> _To do_
Search through the entries for the word "Call" and copy every line that has it.

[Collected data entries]
Start of Block
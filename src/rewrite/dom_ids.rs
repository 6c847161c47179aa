//! DOM id references inside scripts.

use std::borrow::Cow;
use std::collections::HashMap;

use regex::{Captures, Regex};

/// Call and selector shapes that name an element id.
#[derive(Debug, Clone, Copy, PartialEq, Eq)]
enum IdShape {
    GetElementById,
    QuerySelectorAll,
    QuerySelector,
    QuotedSelector,
}

impl IdShape {
    /// Call shapes come first; the bare quoted selector is the catch-all.
    const ALL: [IdShape; 4] =
        [IdShape::GetElementById, IdShape::QuerySelectorAll, IdShape::QuerySelector, IdShape::QuotedSelector];

    fn pattern(self, alternation: &str) -> String {
        match self {
            IdShape::GetElementById => {
                format!(r#"getElementById\s*\(\s*(['"`])({alternation})(['"`])\s*\)"#)
            }
            IdShape::QuerySelectorAll => {
                format!(r#"querySelectorAll\s*\(\s*(['"`])#({alternation})([^\w-]|$)"#)
            }
            IdShape::QuerySelector => {
                format!(r#"querySelector\s*\(\s*(['"`])#({alternation})([^\w-]|$)"#)
            }
            IdShape::QuotedSelector => format!(r#"(['"`])#({alternation})([^\w-]|$)"#),
        }
    }

    fn render(self, quote: &str, id: &str, tail: &str) -> String {
        match self {
            IdShape::GetElementById => format!("getElementById({quote}{id}{tail})"),
            IdShape::QuerySelectorAll => format!("querySelectorAll({quote}#{id}{tail}"),
            IdShape::QuerySelector => format!("querySelector({quote}#{id}{tail}"),
            IdShape::QuotedSelector => format!("{quote}#{id}{tail}"),
        }
    }
}

/// Compiled id rules for one ledger's `ids` mapping. Ids are case-sensitive.
pub(crate) struct IdRules {
    shapes: Vec<(IdShape, Regex)>,
    targets: HashMap<String, String>,
}

impl IdRules {
    pub(crate) fn new<'a, I>(mappings: I) -> Result<Option<Self>, String>
    where
        I: IntoIterator<Item = (&'a String, &'a String)>,
    {
        let targets: HashMap<String, String> =
            mappings.into_iter().map(|(a, b)| (a.clone(), b.clone())).collect();
        if targets.is_empty() {
            return Ok(None);
        }

        let mut ids: Vec<&str> = targets.keys().map(String::as_str).collect();
        ids.sort_by(|a, b| b.len().cmp(&a.len()).then_with(|| a.cmp(b)));
        let alternation = ids.iter().map(|id| regex::escape(id)).collect::<Vec<_>>().join("|");

        let mut shapes = Vec::with_capacity(IdShape::ALL.len());
        for shape in IdShape::ALL {
            let regex = Regex::new(&shape.pattern(&alternation))
                .map_err(|e| format!("failed to compile {shape:?} id pattern: {e}"))?;
            shapes.push((shape, regex));
        }
        Ok(Some(Self { shapes, targets }))
    }

    /// Applies every shape in order.
    pub(crate) fn apply<'t>(&self, text: &'t str) -> Cow<'t, str> {
        let mut out = Cow::Borrowed(text);
        for (shape, regex) in &self.shapes {
            let replaced = regex.replace_all(&out, |caps: &Captures<'_>| {
                match self.targets.get(&caps[2]) {
                    Some(new) => shape.render(&caps[1], new, &caps[3]),
                    None => caps[0].to_string(),
                }
            });
            if let Cow::Owned(text) = replaced {
                out = Cow::Owned(text);
            }
        }
        out
    }
}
End of Block
> _Your response_
/// Call and selector shapes that name an element id.
    /// Call shapes come first; the bare quoted selector is the catch-all.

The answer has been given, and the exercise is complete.